What is retail land value?
Retail land value is very different to the unimproved land value and affects the sale price of a property. The retail land value is the retail price that buyers are willing to pay for a site in the current market. Retail land value is driven by scarcity, demand and the number of buyers who are active in the current market.
The retail value is what people are prepared to pay to secure that location which is typically more than the unimproved land value.
What is the difference between retail value and unimproved land value?
When talking about the difference between retail land value and unimproved land value there are a few key factors that separate the two. Unimproved land value is simply the land with out taking into consideration the market demand for a site.
For example, a recent sale in Power Street, Wavell heights of a block of land sold for $625,000, the land value for this site is $530,000.
Another example is land sold on Fingal Street in Tarragindi, this site sold for $935,000 whilst the land value sat at $710,000.

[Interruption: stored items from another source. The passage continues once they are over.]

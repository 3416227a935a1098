// SPDX-License-Identifier: BUSL-1.1
// Copyright (c) 2026 Alfred Jean LLC

//! Versioned record schemas for the four on-disk state files (§4.1).

use crate::committer::Versioned;
use cw_core::{BundleId, CacheEntry, DependencyKey, RunState, WorkerId};
use std::collections::HashMap;

/// `worker-state.json`: the worker's own persisted identity.
#[derive(Debug, Clone, PartialEq, Eq, serde::Serialize, serde::Deserialize)]
pub struct WorkerStateRecord {
    pub schema_version: u32,
    pub worker_id: WorkerId,
    pub last_checkin_ms: u64,
}

impl WorkerStateRecord {
    pub fn new(worker_id: WorkerId) -> Self {
        Self { schema_version: Self::SCHEMA_VERSION, worker_id, last_checkin_ms: 0 }
    }
}

impl Versioned for WorkerStateRecord {
    const SCHEMA_VERSION: u32 = 1;

    fn schema_version(&self) -> u32 {
        self.schema_version
    }
}

/// `dependencies-state.json`: the dependency cache's entries.
#[derive(Debug, Clone, Default, serde::Serialize, serde::Deserialize)]
pub struct DependenciesStateRecord {
    pub schema_version: u32,
    pub entries: Vec<CacheEntry<DependencyKey>>,
}

impl Versioned for DependenciesStateRecord {
    const SCHEMA_VERSION: u32 = 1;

    fn schema_version(&self) -> u32 {
        self.schema_version
    }
}

impl From<Vec<CacheEntry<DependencyKey>>> for DependenciesStateRecord {
    fn from(entries: Vec<CacheEntry<DependencyKey>>) -> Self {
        Self { schema_version: Self::SCHEMA_VERSION, entries }
    }
}

/// `images-state.json`: the image cache's entries, keyed by image reference.
#[derive(Debug, Clone, Default, serde::Serialize, serde::Deserialize)]
pub struct ImagesStateRecord {
    pub schema_version: u32,
    pub entries: Vec<CacheEntry<String>>,
}

impl Versioned for ImagesStateRecord {
    const SCHEMA_VERSION: u32 = 1;

    fn schema_version(&self) -> u32 {
        self.schema_version
    }
}

impl From<Vec<CacheEntry<String>>> for ImagesStateRecord {
    fn from(entries: Vec<CacheEntry<String>>) -> Self {
        Self { schema_version: Self::SCHEMA_VERSION, entries }
    }
}

/// `run-state.json`: every run this worker currently knows about, keyed by
/// bundle id, so a restart resumes each run from its last committed stage.
#[derive(Debug, Clone, Default, serde::Serialize, serde::Deserialize)]
pub struct RunStateRecord {
    pub schema_version: u32,
    pub runs: HashMap<BundleId, RunState>,
}

impl Versioned for RunStateRecord {
    const SCHEMA_VERSION: u32 = 1;

    fn schema_version(&self) -> u32 {
        self.schema_version
    }
}

#[cfg(test)]
#[path = "records_tests.rs"]
mod tests;
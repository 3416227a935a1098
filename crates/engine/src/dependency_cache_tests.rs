// SPDX-License-Identifier: BUSL-1.1
// Copyright (c) 2026 Alfred Jean LLC

use super::*;
use bytes::Bytes;
use cw_adapters::FakeObjectStore;
use cw_core::BundleId;
use tempfile::tempdir;

#[tokio::test]
async fn fetch_writes_remote_content_to_local_path() {
    let fake = FakeObjectStore::new();
    fake.seed("bun-1/model.bin", Bytes::from_static(b"weights"));
    let store: Arc<dyn ObjectStore> = Arc::new(fake);

    let dir = tempdir().expect("tmpdir");
    let key = DependencyKey::new(BundleId::from_string("bun-1"), "model.bin".to_string());
    let outcome = fetch_one(store.as_ref(), &key.to_string(), &local_path(dir.path(), &key))
        .await
        .expect("fetch");
    assert_eq!(outcome.size_bytes, 7);
    let written = tokio::fs::read(local_path(dir.path(), &key)).await.expect("read");
    assert_eq!(written, b"weights");
}

#[tokio::test]
async fn fetch_of_missing_path_errors() {
    let store: Arc<dyn ObjectStore> = Arc::new(FakeObjectStore::new());
    let dir = tempdir().expect("tmpdir");
    let key = DependencyKey::new(BundleId::from_string("bun-1"), "missing.bin".to_string());
    let result = fetch_one(store.as_ref(), &key.to_string(), &local_path(dir.path(), &key)).await;
    assert!(result.is_err());
}

#[test]
fn local_path_is_partitioned_by_parent_and_path() {
    let key = DependencyKey::new(BundleId::from_string("bun-1"), "data/train.csv".to_string());
    let path = local_path(Path::new("/work"), &key);
    assert_eq!(path, Path::new("/work/dependencies/bun-1/data/train.csv"));
}
//! The configuration-value store.
//!
//! Flags bound with [`env`](crate::FlagSpec::env) land here after parsing,
//! keyed by their binding key. Each key resolves through three layers:
//!
//! ```text
//! Declared default       flag("port", int(8080))
//!        ↑ overridden by
//! Environment variable   PORT / PREFIX__PORT / explicit env_var(..)
//!        ↑ overridden by
//! Command line           --port 9000
//! ```
//!
//! Values are kept in a `toml::Table` (dotted keys nest), so a typed struct
//! can be pulled out with [`Settings::extract`].

use std::collections::BTreeMap;
use std::time::Duration;

use confique::Config;
use serde::Deserialize;
use toml::{Table, Value};

use crate::duration::parse_duration;
use crate::env::EnvVars;
use crate::error::SoilError;
use crate::types::FlagValue;

/// Where a resolved value came from.
#[derive(Debug, Clone, PartialEq, Eq)]
pub enum Origin {
    CommandLine,
    /// The named environment variable.
    Environment(String),
    Default,
}

/// Resolved flag values, addressable by dotted key.
#[derive(Debug, Clone, Default, PartialEq)]
pub struct Settings {
    values: Table,
    origins: BTreeMap<String, Origin>,
}

impl Settings {
    pub fn new() -> Self {
        Self::default()
    }

    /// Set `key` directly, recording it as coming from the command line.
    pub fn set(&mut self, key: &str, value: impl Into<Value>) {
        self.insert(key, value.into(), Origin::CommandLine);
    }

    fn insert(&mut self, key: &str, value: Value, origin: Origin) {
        set_nested(&mut self.values, key, value);
        self.origins.insert(key.to_string(), origin);
    }

    pub fn get(&self, key: &str) -> Option<&Value> {
        table_get(&self.values, key)
    }

    pub fn get_str(&self, key: &str) -> Option<&str> {
        self.get(key)?.as_str()
    }

    /// The value as text; scalars of other types are formatted.
    pub fn get_string(&self, key: &str) -> Option<String> {
        match self.get(key)? {
            Value::String(s) => Some(s.clone()),
            Value::Integer(i) => Some(i.to_string()),
            Value::Float(f) => Some(f.to_string()),
            Value::Boolean(b) => Some(b.to_string()),
            _ => None,
        }
    }

    pub fn get_bool(&self, key: &str) -> Option<bool> {
        self.get(key)?.as_bool()
    }

    pub fn get_int(&self, key: &str) -> Option<i64> {
        self.get(key)?.as_integer()
    }

    pub fn get_float(&self, key: &str) -> Option<f64> {
        match self.get(key)? {
            Value::Float(f) => Some(*f),
            Value::Integer(i) => Some(*i as f64),
            _ => None,
        }
    }

    pub fn get_duration(&self, key: &str) -> Option<Duration> {
        parse_duration(self.get_str(key)?).ok()
    }

    pub fn origin(&self, key: &str) -> Option<&Origin> {
        self.origins.get(key)
    }

    /// All resolved keys, sorted.
    pub fn keys(&self) -> impl Iterator<Item = &str> {
        self.origins.keys().map(String::as_str)
    }

    pub fn is_set(&self, key: &str) -> bool {
        self.origins.contains_key(key)
    }

    /// Deserialize the store into a confique config, filling its defaults.
    ///
    /// Keys the config does not know are ignored, so one store can feed
    /// several configs.
    pub fn extract<C: Config>(&self) -> Result<C, SoilError>
    where
        C::Layer: for<'de> Deserialize<'de>,
    {
        let layer: C::Layer = Value::Table(self.values.clone())
            .try_into()
            .map_err(|e: toml::de::Error| SoilError::InvalidValue {
                key: "<settings>".into(),
                reason: e.to_string(),
            })?;

        C::builder()
            .preloaded(layer)
            .load()
            .map_err(SoilError::from)
    }
}

/// A flag bound into the store, as recorded during lowering.
#[derive(Debug, Clone)]
pub(crate) struct Binding {
    pub key: String,
    pub flag: String,
    pub env_var: Option<String>,
    pub default: FlagValue,
    /// Command path of the declaring node, root first.
    pub path: Vec<String>,
    pub persistent: bool,
}

impl Binding {
    fn on_path(&self, invoked: &[String]) -> bool {
        invoked.starts_with(&self.path)
    }
}

/// Resolve every bound key for one invocation.
///
/// `cli_value` returns the explicit command-line value for a binding, if the
/// user passed one. When several bindings share a key, the deepest one on
/// the invoked path wins; otherwise the first declared supplies the default
/// and neither the command line nor the environment is consulted.
pub(crate) fn resolve(
    bindings: &[Binding],
    invoked: &[String],
    env: Option<&EnvVars>,
    cli_value: impl Fn(&Binding) -> Option<FlagValue>,
) -> Result<Settings, SoilError> {
    let mut settings = Settings::new();
    let mut keys: Vec<&str> = Vec::new();
    for binding in bindings {
        if !keys.contains(&binding.key.as_str()) {
            keys.push(&binding.key);
        }
    }

    for key in keys {
        let candidates = bindings.iter().filter(|b| b.key == key);
        let chosen = candidates
            .clone()
            .filter(|b| b.on_path(invoked))
            .max_by_key(|b| b.path.len())
            .or_else(|| candidates.clone().next());
        let Some(binding) = chosen else {
            continue;
        };

        // Bindings off the invoked path contribute their declared default
        // only; a sibling's environment value never fails this command.
        if !binding.on_path(invoked) {
            settings.insert(key, binding.default.to_toml(), Origin::Default);
            continue;
        }

        if let Some(value) = cli_value(binding) {
            settings.insert(key, value.to_toml(), Origin::CommandLine);
            continue;
        }

        if let Some(env) = env {
            let var = env.var_name(key, binding.env_var.as_deref());
            if let Some(raw) = env.get(&var) {
                let value =
                    binding
                        .default
                        .parse_same(raw)
                        .map_err(|reason| SoilError::InvalidValue {
                            key: key.to_string(),
                            reason: format!("{reason} (from {var})"),
                        })?;
                settings.insert(key, value.to_toml(), Origin::Environment(var));
                continue;
            }
        }

        settings.insert(key, binding.default.to_toml(), Origin::Default);
    }

    Ok(settings)
}

/// `("database.url", v)` becomes `{database = {url = v}}`. A scalar in the
/// way of a nested key is replaced by a table.
fn set_nested(table: &mut Table, dotted_key: &str, value: Value) {
    let (path, leaf) = match dotted_key.rsplit_once('.') {
        Some((p, l)) => (Some(p), l),
        None => (None, dotted_key),
    };

    let mut current = table;
    if let Some(path) = path {
        for segment in path.split('.') {
            let entry = current
                .entry(segment)
                .or_insert_with(|| Value::Table(Table::new()));
            if !entry.is_table() {
                *entry = Value::Table(Table::new());
            }
            let Value::Table(next) = entry else {
                unreachable!("entry was just made a table");
            };
            current = next;
        }
    }
    current.insert(leaf.to_string(), value);
}

/// Navigate a `toml::Table` by dotted key path.
fn table_get<'a>(table: &'a Table, dotted_key: &str) -> Option<&'a Value> {
    let (path, leaf) = match dotted_key.rsplit_once('.') {
        Some((p, l)) => (Some(p), l),
        None => (None, dotted_key),
    };

    let tbl = match path {
        Some(path) => {
            let mut current = table;
            for segment in path.split('.') {
                current = current.get(segment)?.as_table()?;
            }
            current
        }
        None => table,
    };

    tbl.get(leaf)
}

#[cfg(test)]
mod tests {
    use super::*;
    use crate::fixtures::test::{PortConfig, binding};

    fn path(names: &[&str]) -> Vec<String> {
        names.iter().map(|s| s.to_string()).collect()
    }

    fn env(pairs: &[(&str, &str)]) -> EnvVars {
        EnvVars::new(
            None,
            pairs
                .iter()
                .map(|(k, v)| (k.to_string(), v.to_string()))
                .collect::<Vec<_>>(),
        )
    }

    fn no_cli(_: &Binding) -> Option<FlagValue> {
        None
    }

    #[test]
    fn default_when_nothing_else() {
        let bindings = vec![binding("port", FlagValue::Int(8080), &["app"])];
        let s = resolve(&bindings, &path(&["app"]), Some(&env(&[])), no_cli).unwrap();
        assert_eq!(s.get_int("port"), Some(8080));
        assert_eq!(s.origin("port"), Some(&Origin::Default));
    }

    #[test]
    fn env_overrides_default() {
        let bindings = vec![binding("port", FlagValue::Int(8080), &["app"])];
        let s = resolve(
            &bindings,
            &path(&["app"]),
            Some(&env(&[("PORT", "9000")])),
            no_cli,
        )
        .unwrap();
        assert_eq!(s.get_int("port"), Some(9000));
        assert_eq!(s.origin("port"), Some(&Origin::Environment("PORT".into())));
    }

    #[test]
    fn cli_overrides_env() {
        let bindings = vec![binding("port", FlagValue::Int(8080), &["app"])];
        let s = resolve(
            &bindings,
            &path(&["app"]),
            Some(&env(&[("PORT", "9000")])),
            |_| Some(FlagValue::Int(7000)),
        )
        .unwrap();
        assert_eq!(s.get_int("port"), Some(7000));
        assert_eq!(s.origin("port"), Some(&Origin::CommandLine));
    }

    #[test]
    fn env_disabled_skips_lookup() {
        let bindings = vec![binding("port", FlagValue::Int(8080), &["app"])];
        let s = resolve(&bindings, &path(&["app"]), None, no_cli).unwrap();
        assert_eq!(s.get_int("port"), Some(8080));
    }

    #[test]
    fn bad_env_value_is_an_error() {
        let bindings = vec![binding("port", FlagValue::Int(8080), &["app"])];
        let result = resolve(
            &bindings,
            &path(&["app"]),
            Some(&env(&[("PORT", "eighty")])),
            no_cli,
        );
        match result {
            Err(SoilError::InvalidValue { key, reason }) => {
                assert_eq!(key, "port");
                assert!(reason.contains("PORT"));
            }
            other => panic!("Expected InvalidValue, got {other:?}"),
        }
    }

    #[test]
    fn explicit_env_var_is_used() {
        let mut b = binding("token", FlagValue::Str(String::new()), &["app"]);
        b.env_var = Some("API_TOKEN".into());
        let s = resolve(
            &[b],
            &path(&["app"]),
            Some(&env(&[("TOKEN", "wrong"), ("API_TOKEN", "right")])),
            no_cli,
        )
        .unwrap();
        assert_eq!(s.get_str("token"), Some("right"));
    }

    #[test]
    fn deepest_binding_on_path_wins() {
        let bindings = vec![
            binding("output", FlagValue::Str("root".into()), &["app"]),
            binding("output", FlagValue::Str("child".into()), &["app", "export"]),
            binding("output", FlagValue::Str("other".into()), &["app", "import"]),
        ];
        let s = resolve(&bindings, &path(&["app", "export"]), None, no_cli).unwrap();
        assert_eq!(s.get_str("output"), Some("child"));
    }

    #[test]
    fn off_path_binding_supplies_default_only() {
        let bindings = vec![binding("output", FlagValue::Str("x".into()), &["app", "export"])];
        let s = resolve(&bindings, &path(&["app"]), None, |_| {
            Some(FlagValue::Str("never".into()))
        })
        .unwrap();
        assert_eq!(s.get_str("output"), Some("x"));
    }

    #[test]
    fn off_path_binding_ignores_environment() {
        let bindings = vec![
            binding("port", FlagValue::Int(8080), &["app", "serve"]),
            binding("verbose", FlagValue::Bool(false), &["app"]),
        ];
        let s = resolve(
            &bindings,
            &path(&["app", "version"]),
            Some(&env(&[("PORT", "http"), ("VERBOSE", "true")])),
            no_cli,
        )
        .unwrap();
        assert_eq!(s.get_int("port"), Some(8080));
        assert_eq!(s.origin("port"), Some(&Origin::Default));
        assert_eq!(s.get_bool("verbose"), Some(true));
    }

    #[test]
    fn dotted_keys_nest() {
        let mut s = Settings::new();
        s.set("server.port", 3000);
        s.set("server.host", "0.0.0.0");
        assert_eq!(s.get_int("server.port"), Some(3000));
        assert!(s.get("server").unwrap().is_table());
        assert_eq!(s.keys().collect::<Vec<_>>(), vec!["server.host", "server.port"]);
    }

    #[test]
    fn typed_getters() {
        let mut s = Settings::new();
        s.set("ratio", 2);
        s.set("timeout", "1m30s");
        s.set("debug", true);
        assert_eq!(s.get_float("ratio"), Some(2.0));
        assert_eq!(s.get_string("ratio"), Some("2".into()));
        assert_eq!(s.get_duration("timeout"), Some(Duration::from_secs(90)));
        assert_eq!(s.get_bool("debug"), Some(true));
        assert_eq!(s.get_int("missing"), None);
    }

    #[test]
    fn extract_fills_defaults() {
        let s = Settings::new();
        let config: PortConfig = s.extract().unwrap();
        assert_eq!(config.port, 8080);
        assert_eq!(config.host, "localhost");
    }

    #[test]
    fn extract_reads_values_and_ignores_unknown_keys() {
        let mut s = Settings::new();
        s.set("port", 3000);
        s.set("unrelated", "x");
        let config: PortConfig = s.extract().unwrap();
        assert_eq!(config.port, 3000);
    }

    #[test]
    fn extract_rejects_wrong_type() {
        let mut s = Settings::new();
        s.set("port", "not a number");
        let result: Result<PortConfig, _> = s.extract();
        assert!(result.is_err());
    }
}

The desirability of a block of land drives the price, especially when in areas that have highly desirable school catchment zones, parks, lifestyle precincts, and blocks of land with city or mountain views. Even though unimproved land value takes into consideration city views it cannot accurately determine the real market demand of a site.
It is also common for retail land to sell higher due to being in a ready-to-build stage, unimproved land values do not take into consideration improvements to the land however retail land value will take into consideration any improvements made to the land including earthworks completed, fencing, underground services prep and infill.
How land value should be used when purchasing a property
When it comes to investing in property or buying your home, it is always wise to take the land value into consideration when assessing a site to purchase.
You may find that land values reduce as you move further out of the CBD. This is because the land is more scarce (land banked), often more desirable, and more conveniently located when it is close to the CBD. Therefore the unimproved land value is generally higher.
When you are further away from the CBD, there is a lot of available land, and it is a less convenient location, so the land values are lower.
When assessing sites we look at the land-to-asset ratio. This is calculated as a percentage of the purchase price. We like to understand what percentage of the purchase price is made up of the land component versus what percentage is made up of the house itself.
This is how to work out the land-to-asset ratio: Land value – $475,000 Times by 100 Divided by Purchase price – $620,000 Equals = 76.6% land-to-asset ratio.
This means 76.6% of the purchase price is attributable to the land value.
Property investors often target a higher land value as a percentage of the purchase price. The reason this is so important when investing is that the land appreciates over time and the house depreciates over time.
Sometimes, you may find a much lower land-to-asset ratio, even when close to the CBD. This often occurs when the value of the house is much higher. For example, the house might be a brand new build or the house might be freshly renovated. Obviously, when a property is newly completed, the finishes have not depreciated in value, which is often why some properties have very low land-to-asset ratios.
Now that you understand more about unimproved land values, you can use this tool to help you find where the value lies in each property that you look into.